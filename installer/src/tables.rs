//! Verified table DDL.
//!
//! Structural changes are confirmed by an independent `COUNT(*)` probe
//! rather than by the DDL statement's own result — a driver that silently
//! no-ops a `CREATE TABLE` is caught here. Update statements are the one
//! exception: they are not existence-changing, so they get a pre-check and
//! no post-verification.

use plugin_installer_core::{
    EntityKind, InstallError, Result, SchemaConn, validate_identifier,
};
use tracing::debug;

use crate::Installer;

impl<S: SchemaConn> Installer<S> {
    /// Creates a table and verifies it exists afterwards.
    ///
    /// The probe is the existence test on both sides of the statement:
    /// a successful probe up front means the table is already there, and a
    /// failed probe afterwards means the creation did not take, whatever
    /// the statement itself reported.
    ///
    /// # Errors
    ///
    /// - [`InstallError::AlreadyExists`] if `table` answers a probe before
    ///   the statement runs
    /// - [`InstallError::CreationVerificationFailed`] if it still does not
    ///   answer one afterwards
    ///
    /// # Examples
    ///
    /// ```
    /// # use plugin_installer::Installer;
    /// # use plugin_installer_sqlite::SqliteStore;
    /// # let conn = rusqlite::Connection::open_in_memory().unwrap();
    /// # let store = SqliteStore::new(conn, "wolf_").unwrap();
    /// # store.setup().unwrap();
    /// # let installer = Installer::new(store);
    /// installer
    ///     .create_table("widgets", "CREATE TABLE widgets (id INTEGER PRIMARY KEY)")
    ///     .unwrap();
    /// assert!(installer.create_table("widgets", "CREATE TABLE widgets (id INT)").is_err());
    /// ```
    pub fn create_table(&self, table: &str, statement: &str) -> Result<()> {
        validate_identifier(table)?;
        debug!(table, "Creating table");

        if self.store.probe(table).is_ok() {
            return Err(InstallError::AlreadyExists(table.to_string()));
        }

        // The statement's own result is untrusted; the re-probe decides.
        let _ = self.store.execute(statement);

        if self.store.probe(table).is_err() {
            return Err(InstallError::CreationVerificationFailed(table.to_string()));
        }
        Ok(())
    }

    /// Runs an alteration statement against an existing table.
    ///
    /// Fails up front if the table does not answer a probe. There is no
    /// post-verification: updates are not existence-changing.
    ///
    /// # Errors
    ///
    /// Returns [`InstallError::NotFound`] if `table` does not exist.
    pub fn update_table(&self, table: &str, statement: &str) -> Result<()> {
        validate_identifier(table)?;
        debug!(table, "Updating table");

        if self.store.probe(table).is_err() {
            return Err(InstallError::NotFound(EntityKind::Table, table.to_string()));
        }

        let _ = self.store.execute(statement);
        Ok(())
    }

    /// Drops a table and verifies it is gone afterwards.
    ///
    /// The drop is unconditional (`DROP TABLE IF EXISTS`), so removing an
    /// absent table succeeds.
    ///
    /// # Errors
    ///
    /// Returns [`InstallError::RemovalVerificationFailed`] if the table
    /// still answers a probe after the drop.
    pub fn remove_table(&self, table: &str) -> Result<()> {
        validate_identifier(table)?;
        debug!(table, "Removing table");

        let _ = self.store.execute(&format!("DROP TABLE IF EXISTS {table}"));

        if self.store.probe(table).is_ok() {
            return Err(InstallError::RemovalVerificationFailed(table.to_string()));
        }
        Ok(())
    }

    /// Lowercase name of the SQL driver behind the store.
    ///
    /// For install scripts whose table definitions differ by dialect.
    pub fn driver_name(&self) -> &'static str {
        self.store.driver_name()
    }
}
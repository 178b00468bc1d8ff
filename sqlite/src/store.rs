//! SQLite implementation of the core storage traits.
//!
//! [`SqliteStore`] owns a [`rusqlite::Connection`] and a table prefix, and
//! implements both [`SchemaConn`] (raw probes and statements) and
//! [`AuthStore`] (the role-permission registry). One store per installer
//! run; the connection is supplied by the host application.
//!
//! # Example
//!
//! ```
//! use plugin_installer_sqlite::SqliteStore;
//! use plugin_installer_core::AuthStore;
//! use rusqlite::Connection;
//!
//! let conn = Connection::open_in_memory().unwrap();
//! let store = SqliteStore::new(conn, "wolf_").unwrap();
//! store.setup().unwrap();
//!
//! store.insert_permission("gallery_view").unwrap();
//! let p = store.find_permission("gallery_view").unwrap().unwrap();
//! assert_eq!(p.name, "gallery_view");
//! ```

use plugin_installer_core::{
    AuthStore, LinkFilter, LinkTable, Permission, Role, RolePermission, SchemaConn, StoreError,
    validate_identifier,
};
use rusqlite::{Connection, OptionalExtension, params};
use tracing::debug;

use crate::schema::{generate_drop_sql, generate_schema_sql, validate_prefix};

fn backend(e: rusqlite::Error) -> StoreError {
    StoreError::Backend(e.to_string())
}

/// SQLite-backed store for provisioning operations.
pub struct SqliteStore {
    conn: Connection,
    prefix: String,
}

impl SqliteStore {
    /// Creates a store over the given connection and table prefix.
    ///
    /// The prefix may be empty for a dedicated database.
    ///
    /// # Errors
    ///
    /// Returns [`StoreError::InvalidIdentifier`] if the prefix contains
    /// characters other than alphanumerics and underscores.
    pub fn new(conn: Connection, prefix: impl Into<String>) -> Result<Self, StoreError> {
        let prefix = prefix.into();
        validate_prefix(&prefix)?;
        Ok(Self { conn, prefix })
    }

    /// Creates the authorization tables if they do not exist.
    pub fn setup(&self) -> Result<(), StoreError> {
        let sql = generate_schema_sql(&self.prefix)?;
        self.conn.execute_batch(&sql).map_err(backend)
    }

    /// Drops the authorization tables, link tables first.
    pub fn teardown(&self) -> Result<(), StoreError> {
        let sql = generate_drop_sql(&self.prefix)?;
        self.conn.execute_batch(&sql).map_err(backend)
    }

    /// Returns a reference to the underlying connection.
    pub fn connection(&self) -> &Connection {
        &self.conn
    }

    /// Consumes the store and returns the underlying connection.
    pub fn into_connection(self) -> Connection {
        self.conn
    }

    fn table(&self, base: &str) -> String {
        format!("{}{}", self.prefix, base)
    }

    fn link_table(&self, table: LinkTable) -> String {
        match table {
            LinkTable::UserRole => self.table("user_role"),
            LinkTable::RolePermission => self.table("role_permission"),
        }
    }

    fn find_named(&self, base: &str, name: &str) -> Result<Option<(i64, String)>, StoreError> {
        let sql = format!(
            "SELECT id, name FROM {} WHERE name = ?1 LIMIT 1",
            self.table(base)
        );
        self.conn
            .query_row(&sql, params![name], |row| Ok((row.get(0)?, row.get(1)?)))
            .optional()
            .map_err(backend)
    }

    fn insert_named(&self, base: &str, name: &str) -> Result<bool, StoreError> {
        let sql = format!("INSERT INTO {} (name) VALUES (?1)", self.table(base));
        match self.conn.execute(&sql, params![name]) {
            Ok(n) => Ok(n == 1),
            Err(e) => {
                debug!(table = base, name, error = %e, "Insert rejected");
                Ok(false)
            }
        }
    }

    fn rename_named(&self, base: &str, id: i64, name: &str) -> Result<(), StoreError> {
        let sql = format!("UPDATE {} SET name = ?1 WHERE id = ?2", self.table(base));
        self.conn.execute(&sql, params![name, id]).map_err(backend)?;
        Ok(())
    }

    fn delete_by_id(&self, base: &str, id: i64) -> Result<(), StoreError> {
        let sql = format!("DELETE FROM {} WHERE id = ?1", self.table(base));
        self.conn.execute(&sql, params![id]).map_err(backend)?;
        Ok(())
    }

    fn count_by_id(&self, base: &str, id: i64) -> Result<u64, StoreError> {
        let sql = format!("SELECT COUNT(*) FROM {} WHERE id = ?1", self.table(base));
        let count: i64 = self
            .conn
            .query_row(&sql, params![id], |row| row.get(0))
            .map_err(backend)?;
        Ok(count as u64)
    }

    /// WHERE fragment and bound values for a link filter.
    fn filter_clause(filter: LinkFilter) -> (&'static str, Vec<i64>) {
        match filter {
            LinkFilter::Role(id) => ("role_id = ?1", vec![id]),
            LinkFilter::Permission(id) => ("permission_id = ?1", vec![id]),
            LinkFilter::Grant {
                role_id,
                permission_id,
            } => ("role_id = ?1 AND permission_id = ?2", vec![role_id, permission_id]),
        }
    }
}

impl SchemaConn for SqliteStore {
    fn probe(&self, table: &str) -> Result<u64, StoreError> {
        validate_identifier(table)?;
        let sql = format!("SELECT COUNT(*) FROM {table}");
        let count: i64 = self
            .conn
            .query_row(&sql, [], |row| row.get(0))
            .map_err(backend)?;
        Ok(count as u64)
    }

    fn execute(&self, statement: &str) -> Result<(), StoreError> {
        self.conn.execute_batch(statement).map_err(backend)
    }

    fn driver_name(&self) -> &'static str {
        "sqlite"
    }
}

impl AuthStore for SqliteStore {
    fn find_permission(&self, name: &str) -> Result<Option<Permission>, StoreError> {
        Ok(self
            .find_named("permission", name)?
            .map(|(id, name)| Permission { id, name }))
    }

    fn find_role(&self, name: &str) -> Result<Option<Role>, StoreError> {
        Ok(self
            .find_named("role", name)?
            .map(|(id, name)| Role { id, name }))
    }

    fn insert_permission(&self, name: &str) -> Result<bool, StoreError> {
        self.insert_named("permission", name)
    }

    fn insert_role(&self, name: &str) -> Result<bool, StoreError> {
        self.insert_named("role", name)
    }

    fn rename_permission(&self, id: i64, name: &str) -> Result<(), StoreError> {
        self.rename_named("permission", id, name)
    }

    fn rename_role(&self, id: i64, name: &str) -> Result<(), StoreError> {
        self.rename_named("role", id, name)
    }

    fn delete_permission(&self, id: i64) -> Result<(), StoreError> {
        self.delete_by_id("permission", id)
    }

    fn delete_role(&self, id: i64) -> Result<(), StoreError> {
        self.delete_by_id("role", id)
    }

    fn count_permissions(&self, id: i64) -> Result<u64, StoreError> {
        self.count_by_id("permission", id)
    }

    fn count_roles(&self, id: i64) -> Result<u64, StoreError> {
        self.count_by_id("role", id)
    }

    fn insert_grant(&self, grant: RolePermission) -> Result<bool, StoreError> {
        let sql = format!(
            "INSERT INTO {} (role_id, permission_id) VALUES (?1, ?2)",
            self.table("role_permission")
        );
        match self
            .conn
            .execute(&sql, params![grant.role_id, grant.permission_id])
        {
            Ok(n) => Ok(n == 1),
            Err(e) => {
                debug!(
                    role_id = grant.role_id,
                    permission_id = grant.permission_id,
                    error = %e,
                    "Grant insert rejected"
                );
                Ok(false)
            }
        }
    }

    fn delete_links(&self, table: LinkTable, filter: LinkFilter) -> Result<(), StoreError> {
        let (clause, values) = Self::filter_clause(filter);
        let sql = format!("DELETE FROM {} WHERE {clause}", self.link_table(table));
        self.conn
            .execute(&sql, rusqlite::params_from_iter(values))
            .map_err(backend)?;
        Ok(())
    }

    fn count_links(&self, table: LinkTable, filter: LinkFilter) -> Result<u64, StoreError> {
        let (clause, values) = Self::filter_clause(filter);
        let sql = format!(
            "SELECT COUNT(*) FROM {} WHERE {clause}",
            self.link_table(table)
        );
        let count: i64 = self
            .conn
            .query_row(&sql, rusqlite::params_from_iter(values), |row| row.get(0))
            .map_err(backend)?;
        Ok(count as u64)
    }

    fn role_has_permission(&self, role: &Role, permission: &str) -> Result<bool, StoreError> {
        let sql = format!(
            "SELECT COUNT(*) FROM {links} l JOIN {perms} p ON p.id = l.permission_id \
             WHERE l.role_id = ?1 AND p.name = ?2",
            links = self.table("role_permission"),
            perms = self.table("permission"),
        );
        let count: i64 = self
            .conn
            .query_row(&sql, params![role.id, permission], |row| row.get(0))
            .map_err(backend)?;
        Ok(count > 0)
    }
}

#[cfg(test)]
mod tests {
    use super::*;

    fn store() -> SqliteStore {
        let conn = Connection::open_in_memory().unwrap();
        let store = SqliteStore::new(conn, "wolf_").unwrap();
        store.setup().unwrap();
        store
    }

    #[test]
    fn test_new_validates_prefix() {
        let conn = Connection::open_in_memory().unwrap();
        assert!(SqliteStore::new(conn, "drop;--").is_err());
        let conn = Connection::open_in_memory().unwrap();
        assert!(SqliteStore::new(conn, "").is_ok());
    }

    #[test]
    fn test_setup_is_idempotent() {
        let s = store();
        s.setup().unwrap();
        assert!(s.find_role("anything").unwrap().is_none());
    }

    #[test]
    fn test_probe_missing_table_errors() {
        let s = store();
        assert!(s.probe("no_such_table").is_err());
        assert_eq!(s.probe("wolf_permission").unwrap(), 0);
    }

    #[test]
    fn test_probe_rejects_bad_identifier() {
        let s = store();
        assert!(matches!(
            s.probe("x; DROP TABLE wolf_role"),
            Err(StoreError::InvalidIdentifier(_))
        ));
    }

    #[test]
    fn test_insert_and_find_round_trip() {
        let s = store();
        assert!(s.insert_permission("edit").unwrap());
        let p = s.find_permission("edit").unwrap().unwrap();
        assert_eq!(p.name, "edit");
        assert!(s.find_permission("delete").unwrap().is_none());
    }

    #[test]
    fn test_rename_persists() {
        let s = store();
        s.insert_role("staff").unwrap();
        let r = s.find_role("staff").unwrap().unwrap();
        s.rename_role(r.id, "crew").unwrap();
        assert!(s.find_role("staff").unwrap().is_none());
        assert_eq!(s.find_role("crew").unwrap().unwrap().id, r.id);
    }

    #[test]
    fn test_link_filters() {
        let s = store();
        s.insert_role("editor").unwrap();
        s.insert_permission("edit").unwrap();
        s.insert_permission("delete").unwrap();
        let r = s.find_role("editor").unwrap().unwrap();
        let p1 = s.find_permission("edit").unwrap().unwrap();
        let p2 = s.find_permission("delete").unwrap().unwrap();

        assert!(
            s.insert_grant(RolePermission {
                role_id: r.id,
                permission_id: p1.id,
            })
            .unwrap()
        );
        assert!(
            s.insert_grant(RolePermission {
                role_id: r.id,
                permission_id: p2.id,
            })
            .unwrap()
        );
        assert_eq!(
            s.count_links(LinkTable::RolePermission, LinkFilter::Role(r.id))
                .unwrap(),
            2
        );

        s.delete_links(
            LinkTable::RolePermission,
            LinkFilter::Grant {
                role_id: r.id,
                permission_id: p1.id,
            },
        )
        .unwrap();
        assert_eq!(
            s.count_links(LinkTable::RolePermission, LinkFilter::Role(r.id))
                .unwrap(),
            1
        );
        assert_eq!(
            s.count_links(LinkTable::RolePermission, LinkFilter::Permission(p2.id))
                .unwrap(),
            1
        );
    }

    #[test]
    fn test_role_has_permission() {
        let s = store();
        s.insert_role("editor").unwrap();
        s.insert_permission("edit").unwrap();
        let r = s.find_role("editor").unwrap().unwrap();
        let p = s.find_permission("edit").unwrap().unwrap();

        assert!(!s.role_has_permission(&r, "edit").unwrap());
        s.insert_grant(RolePermission {
            role_id: r.id,
            permission_id: p.id,
        })
        .unwrap();
        assert!(s.role_has_permission(&r, "edit").unwrap());
        assert!(!s.role_has_permission(&r, "delete").unwrap());
    }

    #[test]
    fn test_driver_name() {
        assert_eq!(store().driver_name(), "sqlite");
    }
}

——————

▶ [Try it] Lines with "crew" in the records above: copy every one of them.

▶ [Finished task]
        s.rename_role(r.id, "crew").unwrap();
        assert_eq!(s.find_role("crew").unwrap().unwrap().id, r.id);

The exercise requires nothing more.